WHAT THIS TASK INVOLVES — Scan the material below for the word "PathBuf", then copy every line in which it appears.
★ ★ ★ ★ ★ ★ ★
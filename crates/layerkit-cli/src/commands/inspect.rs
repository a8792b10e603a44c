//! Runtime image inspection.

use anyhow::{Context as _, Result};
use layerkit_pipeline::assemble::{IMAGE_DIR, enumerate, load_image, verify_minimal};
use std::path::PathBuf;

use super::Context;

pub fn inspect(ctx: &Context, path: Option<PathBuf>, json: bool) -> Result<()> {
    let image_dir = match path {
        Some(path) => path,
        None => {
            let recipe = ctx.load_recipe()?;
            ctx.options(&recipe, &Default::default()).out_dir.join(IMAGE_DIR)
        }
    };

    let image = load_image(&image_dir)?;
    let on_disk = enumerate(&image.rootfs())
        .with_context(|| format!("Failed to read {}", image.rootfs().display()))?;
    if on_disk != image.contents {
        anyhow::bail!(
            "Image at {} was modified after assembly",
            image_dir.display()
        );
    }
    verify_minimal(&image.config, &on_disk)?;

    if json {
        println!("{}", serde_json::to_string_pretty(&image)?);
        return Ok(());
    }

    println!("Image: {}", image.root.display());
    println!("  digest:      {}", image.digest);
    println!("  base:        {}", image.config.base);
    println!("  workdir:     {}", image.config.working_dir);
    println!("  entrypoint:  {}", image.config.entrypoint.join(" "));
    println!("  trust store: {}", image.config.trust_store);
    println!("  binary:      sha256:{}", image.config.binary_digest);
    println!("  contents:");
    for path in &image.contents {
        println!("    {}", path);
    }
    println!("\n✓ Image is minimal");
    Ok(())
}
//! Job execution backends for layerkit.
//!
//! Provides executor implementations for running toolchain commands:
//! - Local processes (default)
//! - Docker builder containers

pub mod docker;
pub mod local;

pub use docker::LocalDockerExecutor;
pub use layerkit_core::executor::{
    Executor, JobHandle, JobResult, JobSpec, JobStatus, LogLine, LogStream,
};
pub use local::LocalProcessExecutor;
★ ★ ★ ★ ★ ★ ★
TASK RESULT —
use std::path::PathBuf;
pub fn inspect(ctx: &Context, path: Option<PathBuf>, json: bool) -> Result<()> {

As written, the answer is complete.